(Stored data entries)
——

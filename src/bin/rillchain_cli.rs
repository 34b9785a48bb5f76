// rillchain-cli — RPC control client.

use std::env;

use colored::*;
use rand::Rng;

use rillchain::codec;
use rillchain::crypto::ecdsa;
use rillchain::primitives::transaction::Transaction;
use rillchain::rpc::client::RpcClient;

fn print_usage() {
    println!("{}", "Usage: rillchain-cli HOST PORT <command> [args...]".bright_yellow().bold());
    println!("  {} {}", "❯".bright_black(), "version HOST PORT");
    println!("  {} {}", "❯".bright_black(), "tx HOST PORT priv pub to amount nonce");
    println!("  {} {}", "❯".bright_black(), "randomtxs HOST PORT");
    println!("  {} {}", "❯".bright_black(), "badtx HOST PORT");
    println!("  {} {}", "❯".bright_black(), "balance HOST PORT addr");
    println!("  {} {}", "❯".bright_black(), "genkeys");
}

fn print_keypair() {
    let (pk, sk) = ecdsa::generate_keypair();
    println!("{} {}", "private:".bright_white().bold(), hex::encode(sk.0));
    println!("{} {}", "public: ".bright_white().bold(), hex::encode(pk.0));
}

fn random_keypair_tx() -> Transaction {
    let (from_pk, from_sk) = ecdsa::generate_keypair();
    let (to_pk, _) = ecdsa::generate_keypair();
    let nonce = rand::thread_rng().gen_range(0..10_000);
    let mut tx = Transaction::new(from_pk.0, to_pk.0, 0, nonce);
    tx.sign(&from_sk);
    tx
}

fn main() {
    let args: Vec<String> = env::args().collect();

    if args.get(1).map(String::as_str) == Some("genkeys") {
        print_keypair();
        return;
    }

    if args.len() < 4 {
        print_usage();
        std::process::exit(1);
    }

    let host = &args[1];
    let port: u16 = match args[2].parse() {
        Ok(p) => p,
        Err(_) => {
            println!("{} invalid port: {}", "[cli]".bright_red().bold(), args[2]);
            std::process::exit(1);
        }
    };
    let command = args[3].as_str();

    let mut client = match RpcClient::connect(host, port) {
        Ok(c) => c,
        Err(e) => {
            println!("{} connect failed: {e}", "[cli]".bright_red().bold());
            std::process::exit(1);
        }
    };

    match command {
        "version" => match client.version() {
            Ok(Some(v)) => println!("{} {v}", "version:".bright_green().bold()),
            _ => println!("{} no response", "[cli]".bright_red().bold()),
        },

        "tx" => {
            if args.len() < 9 {
                println!("{} usage: tx HOST PORT priv pub to amount nonce", "[cli]".bright_red().bold());
                std::process::exit(1);
            }
            let Some((sk, from_pk)) = parse_priv_pub(&args[4], &args[5]) else {
                println!("{} invalid key arguments", "[cli]".bright_red().bold());
                std::process::exit(1);
            };
            let Ok(to_addr) = codec::addr_from_string(&args[6]) else {
                println!("{} invalid 'to' address", "[cli]".bright_red().bold());
                std::process::exit(1);
            };
            let amount: u32 = args[7].parse().unwrap_or(0);
            let nonce: u32 = args[8].parse().unwrap_or(0);
            let mut tx = Transaction::new(from_pk, to_addr, amount, nonce);
            tx.sign(&sk);
            report_tx(&mut client, tx);
        }

        "randomtxs" => {
            let tx = random_keypair_tx();
            report_tx(&mut client, tx);
        }

        "badtx" => {
            let (from_pk, from_sk) = ecdsa::generate_keypair();
            let to_addr = rillchain::crypto::hash::hash_sha256(b"2222");
            let mut to_padded = [0u8; 64];
            to_padded[..32].copy_from_slice(&to_addr);
            let mut tx = Transaction::new(from_pk.0, to_padded, 123, 0);
            // Signs with the wrong key on purpose, to exercise rejection of
            // a forged transaction.
            let (_, wrong_sk) = ecdsa::generate_keypair();
            tx.sign(&wrong_sk);
            let _ = from_sk;
            report_tx(&mut client, tx);
        }

        "balance" => {
            if args.len() < 5 {
                println!("{} usage: balance HOST PORT addr", "[cli]".bright_red().bold());
                std::process::exit(1);
            }
            let Ok(addr) = codec::addr_from_string(&args[4]) else {
                println!("{} invalid address", "[cli]".bright_red().bold());
                std::process::exit(1);
            };
            match client.get_balance(&addr) {
                Ok(Some(bal)) => println!("{} {bal}", "balance:".bright_green().bold()),
                _ => println!("{}", "no balance".bright_yellow()),
            }
        }

        other => {
            println!("{} unrecognized command: {other}", "[cli]".bright_red().bold());
            print_usage();
            std::process::exit(1);
        }
    }
}

fn parse_priv_pub(priv_hex: &str, pub_hex: &str) -> Option<(ecdsa::SecretKey, [u8; 64])> {
    let priv_bytes = hex::decode(priv_hex).ok()?;
    if priv_bytes.len() != ecdsa::PRIVKEY_BYTES {
        return None;
    }
    let mut sk_raw = [0u8; ecdsa::PRIVKEY_BYTES];
    sk_raw.copy_from_slice(&priv_bytes);
    let pub_raw = codec::addr_from_string(pub_hex).ok()?;
    Some((ecdsa::SecretKey(sk_raw), pub_raw))
}

fn report_tx(client: &mut RpcClient, tx: Transaction) {
    match client.add_tx(&tx) {
        Ok(true) => println!("{} {}", "added:".bright_green().bold(), hex::encode(tx.hash())),
        Ok(false) => println!("{} {}", "rejected:".bright_red().bold(), hex::encode(tx.hash())),
        Err(e) => println!("{} {e}", "[cli]".bright_red().bold()),
    }
}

——

ACTIVITY: Set down each entry above again exactly as it reads.

REPLY:
filename src/bin/rillchain_cli.rs
repository 34b9785a48bb5f76
// rillchain-cli — RPC control client.

use std::env;

use colored::*;
use rand::Rng;

use rillchain::codec;
use rillchain::crypto::ecdsa;
use rillchain::primitives::transaction::Transaction;
use rillchain::rpc::client::RpcClient;

fn print_usage() {
    println!("{}", "Usage: rillchain-cli HOST PORT <command> [args...]".bright_yellow().bold());
    println!("  {} {}", "❯".bright_black(), "version HOST PORT");
    println!("  {} {}", "❯".bright_black(), "tx HOST PORT priv pub to amount nonce");
    println!("  {} {}", "❯".bright_black(), "randomtxs HOST PORT");
    println!("  {} {}", "❯".bright_black(), "badtx HOST PORT");
    println!("  {} {}", "❯".bright_black(), "balance HOST PORT addr");
    println!("  {} {}", "❯".bright_black(), "genkeys");
}

fn print_keypair() {
    let (pk, sk) = ecdsa::generate_keypair();
    println!("{} {}", "private:".bright_white().bold(), hex::encode(sk.0));
    println!("{} {}", "public: ".bright_white().bold(), hex::encode(pk.0));
}

fn random_keypair_tx() -> Transaction {
    let (from_pk, from_sk) = ecdsa::generate_keypair();
    let (to_pk, _) = ecdsa::generate_keypair();
    let nonce = rand::thread_rng().gen_range(0..10_000);
    let mut tx = Transaction::new(from_pk.0, to_pk.0, 0, nonce);
    tx.sign(&from_sk);
    tx
}

fn main() {
    let args: Vec<String> = env::args().collect();

    if args.get(1).map(String::as_str) == Some("genkeys") {
        print_keypair();
        return;
    }

    if args.len() < 4 {
        print_usage();
        std::process::exit(1);
    }

    let host = &args[1];
    let port: u16 = match args[2].parse() {
        Ok(p) => p,
        Err(_) => {
            println!("{} invalid port: {}", "[cli]".bright_red().bold(), args[2]);
            std::process::exit(1);
        }
    };
    let command = args[3].as_str();

    let mut client = match RpcClient::connect(host, port) {
        Ok(c) => c,
        Err(e) => {
            println!("{} connect failed: {e}", "[cli]".bright_red().bold());
            std::process::exit(1);
        }
    };

    match command {
        "version" => match client.version() {
            Ok(Some(v)) => println!("{} {v}", "version:".bright_green().bold()),
            _ => println!("{} no response", "[cli]".bright_red().bold()),
        },

        "tx" => {
            if args.len() < 9 {
                println!("{} usage: tx HOST PORT priv pub to amount nonce", "[cli]".bright_red().bold());
                std::process::exit(1);
            }
            let Some((sk, from_pk)) = parse_priv_pub(&args[4], &args[5]) else {
                println!("{} invalid key arguments", "[cli]".bright_red().bold());
                std::process::exit(1);
            };
            let Ok(to_addr) = codec::addr_from_string(&args[6]) else {
                println!("{} invalid 'to' address", "[cli]".bright_red().bold());
                std::process::exit(1);
            };
            let amount: u32 = args[7].parse().unwrap_or(0);
            let nonce: u32 = args[8].parse().unwrap_or(0);
            let mut tx = Transaction::new(from_pk, to_addr, amount, nonce);
            tx.sign(&sk);
            report_tx(&mut client, tx);
        }

        "randomtxs" => {
            let tx = random_keypair_tx();
            report_tx(&mut client, tx);
        }

        "badtx" => {
            let (from_pk, from_sk) = ecdsa::generate_keypair();
            let to_addr = rillchain::crypto::hash::hash_sha256(b"2222");
            let mut to_padded = [0u8; 64];
            to_padded[..32].copy_from_slice(&to_addr);
            let mut tx = Transaction::new(from_pk.0, to_padded, 123, 0);
            // Signs with the wrong key on purpose, to exercise rejection of
            // a forged transaction.
            let (_, wrong_sk) = ecdsa::generate_keypair();
            tx.sign(&wrong_sk);
            let _ = from_sk;
            report_tx(&mut client, tx);
        }

        "balance" => {
            if args.len() < 5 {
                println!("{} usage: balance HOST PORT addr", "[cli]".bright_red().bold());
                std::process::exit(1);
            }
            let Ok(addr) = codec::addr_from_string(&args[4]) else {
                println!("{} invalid address", "[cli]".bright_red().bold());
                std::process::exit(1);
            };
            match client.get_balance(&addr) {
                Ok(Some(bal)) => println!("{} {bal}", "balance:".bright_green().bold()),
                _ => println!("{}", "no balance".bright_yellow()),
            }
        }

        other => {
            println!("{} unrecognized command: {other}", "[cli]".bright_red().bold());
            print_usage();
            std::process::exit(1);
        }
    }
}

fn parse_priv_pub(priv_hex: &str, pub_hex: &str) -> Option<(ecdsa::SecretKey, [u8; 64])> {
    let priv_bytes = hex::decode(priv_hex).ok()?;
    if priv_bytes.len() != ecdsa::PRIVKEY_BYTES {
        return None;
    }
    let mut sk_raw = [0u8; ecdsa::PRIVKEY_BYTES];
    sk_raw.copy_from_slice(&priv_bytes);
    let pub_raw = codec::addr_from_string(pub_hex).ok()?;
    Some((ecdsa::SecretKey(sk_raw), pub_raw))
}

fn report_tx(client: &mut RpcClient, tx: Transaction) {
    match client.add_tx(&tx) {
        Ok(true) => println!("{} {}", "added:".bright_green().bold(), hex::encode(tx.hash())),
        Ok(false) => println!("{} {}", "rejected:".bright_red().bold(), hex::encode(tx.hash())),
        Err(e) => println!("{} {e}", "[cli]".bright_red().bold()),
    }
}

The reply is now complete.